A Ferney, 28 Février 1767.

 

 

          Votre souvenir m’a bien touché, monsieur, et votre ouvrage (1) a fait sur moi l’impression la plus tendre. Voilà comme je voudrais qu’on fît les oraisons funèbres. Il faut que ce soit le cœur qui parle ; il faut avoir vécu intimement avec le mort qu’on regrette.

 

          C’étaient les parents ou les amis qui faisaient les oraisons funèbres chez les Romains. L’étranger qui s’en mêle a toujours l’air charlatan ; il y a même une espèce de ridicule à débiter avec emphase l’éloge d’un homme qu’on n’a jamais vu. Mais où sont les courtisans dignes de louer un bon roi ? il n’y a peut-être que vous.

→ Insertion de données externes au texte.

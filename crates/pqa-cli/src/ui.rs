//! Console UI: banner, question input with history, exit words

use colored::*;
use crossterm::{
    cursor,
    event::{self, Event, KeyCode, KeyModifiers},
    execute,
    terminal::{Clear, ClearType, disable_raw_mode, enable_raw_mode, size},
};
use std::io::{self, IsTerminal, Write};

use pqa_core::Result;

/// Display the startup banner
pub fn display_banner() {
    let terminal_width = size().map(|(w, _)| w as usize).unwrap_or(80);
    let banner_width = std::cmp::min(58, terminal_width.saturating_sub(4));
    let inner = banner_width.saturating_sub(2);

    let top_border = format!("┌{}┐", "─".repeat(inner));
    let bottom_border = format!("└{}┘", "─".repeat(inner));
    let empty_line = format!("│{}│", " ".repeat(inner));

    let lines = [
        "PQA — Perguntas sobre o seu PDF",
        "",
        "Responde somente com base no documento ingerido.",
        "Digite 'sair', 'exit' ou ':q' para encerrar.",
    ];

    println!();
    println!("{}", top_border.blue());
    println!("{}", empty_line.blue());
    for line in lines {
        if line.is_empty() {
            println!("{}", empty_line.blue());
        } else {
            let padding = inner.saturating_sub(line.chars().count() + 2);
            println!("{}", format!("│  {line}{}│", " ".repeat(padding)).blue());
        }
    }
    println!("{}", empty_line.blue());
    println!("{}", bottom_border.blue());
    println!();
}

/// Whether `input` is one of the loop-terminating words
pub fn is_exit_word(input: &str) -> bool {
    matches!(input.to_lowercase().as_str(), "sair" | "exit" | ":q")
}

/// Read one question, with in-session history navigation.
///
/// Returns `Ok(None)` on end of input or interrupt; the caller prints the
/// farewell. Piped stdin skips raw mode and reads lines directly.
pub async fn read_question(history: &mut Vec<String>) -> Result<Option<String>> {
    if !io::stdin().is_terminal() {
        let mut input = String::new();
        if io::stdin().read_line(&mut input)? == 0 {
            return Ok(None);
        }
        let input = input.trim().to_string();
        if !input.is_empty() {
            history.push(input.clone());
        }
        return Ok(Some(input));
    }

    enable_raw_mode()?;
    let mut input = String::new();
    let mut history_index: Option<usize> = None;

    print!("\n{} ", "PERGUNTA:".green().bold());
    io::stdout().flush()?;

    loop {
        let Event::Key(key) = event::read()? else {
            continue;
        };
        match key.code {
            KeyCode::Enter => {
                disable_raw_mode()?;
                println!();
                let input = input.trim().to_string();
                if !input.is_empty() {
                    history.push(input.clone());
                }
                return Ok(Some(input));
            }
            KeyCode::Char('c') | KeyCode::Char('d')
                if key.modifiers.contains(KeyModifiers::CONTROL) =>
            {
                disable_raw_mode()?;
                println!();
                return Ok(None);
            }
            KeyCode::Char(c) => {
                input.push(c);
                print!("{c}");
                io::stdout().flush()?;
            }
            KeyCode::Backspace => {
                if input.pop().is_some() {
                    redraw_line(&input)?;
                }
            }
            KeyCode::Up => {
                if history.is_empty() {
                    continue;
                }
                let next = match history_index {
                    None => history.len() - 1,
                    Some(0) => 0,
                    Some(i) => i - 1,
                };
                history_index = Some(next);
                input = history[next].clone();
                redraw_line(&input)?;
            }
            KeyCode::Down => {
                let Some(current) = history_index else {
                    continue;
                };
                if current + 1 < history.len() {
                    history_index = Some(current + 1);
                    input = history[current + 1].clone();
                } else {
                    history_index = None;
                    input.clear();
                }
                redraw_line(&input)?;
            }
            KeyCode::Esc => {
                history_index = None;
                input.clear();
                redraw_line(&input)?;
            }
            _ => {}
        }
    }
}

fn redraw_line(input: &str) -> io::Result<()> {
    let mut stdout = io::stdout();
    execute!(stdout, cursor::MoveToColumn(0), Clear(ClearType::CurrentLine))?;
    print!("{} {input}", "PERGUNTA:".green().bold());
    stdout.flush()
}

Les patriciens romains savaient tous parfaitement leur langue ; les lettres de Brutus sont peut-être plus belles que celles de Cicéron ; César écrivait comme Saluste : il n’en est pas ainsi parmi nous autres Welches. Votre ouvrage est vrai, il est attendrissant, il est bien écrit. Je vous remercie tendrement de me l’avoir envoyé.

 

          Je me suis informé de vous  à tous ceux qui ont pu m’en donner des nouvelles ; je ne vous ai jamais oublié. Je savais que vous aviez fait des pertes, et je croyais qu’on vous avait dédommagé. Vous comptez donc allez vivre en philosophe à la campagne ? Je souhaite que ce goût vous dure comme à moi. Il y a treize ans que j’ai pris ce parti, dont je me trouve fort bien. Ce n’est guère que dans la retraite qu’on peut méditer à son aise.

 

          Je signe de tout mon cœur votre profession de foi. Il paraît que nous avons le même catéchisme. Vous me paraissez d’ailleurs tenir pour ce feu élémentaire que Newton se garda bien toujours d’appeler corporel. Ce principe peut mener loin  et si Dieu, par hasard, avait accordé la pensée à quelques monades de ce feu élémentaire, les docteurs n’auraient rien à dire : on aurait seulement à leur dire que leur feu élémentaire n’est pas bien lumineux, et que leur monade est un peu impertinente.

 

          Je suis affligé que vous ayez la goutte, mais il paraît que ce n’est pas votre tête qu’elle attaque.

 

          Vous faites donc actuellement des vers pour votre fille, après en avoir fait pour la mère. Si elle tient de vous, elle sera charmante ; elle aura du sentiment et de l’esprit. Il faut que vous me permettiez de lui présenter ici mes respects.

 

          Je n’oublierai jamais mon cher Panpan (2) ; c’est une âme digne de la vôtre. Que fera-t-il quand vous ne serez plus en Lorraine ? Toute la cour de votre bon roi va s’éparpiller, et la Lorraine ne sera plus qu’une province. On commençait à penser : ces belles semences ne produiront plus rien, c’est vers la Marne qu’il faudra voyager.

 

          Notre lac de Genève fait bien ses compliments à la Marne. Ne tremblez point pour les personnes dont vous vous souvenez ; jamais querelle ne fut plus pacifique. Nous avons à la vérité des dragons, mais ils sont aussi tranquilles que les Génevois.

 

          Adieu, monsieur ; conservez-moi des bontés qui font la consolation de ma vieillesse. Votre paquet m’est venu par Paris, après bien des cascades.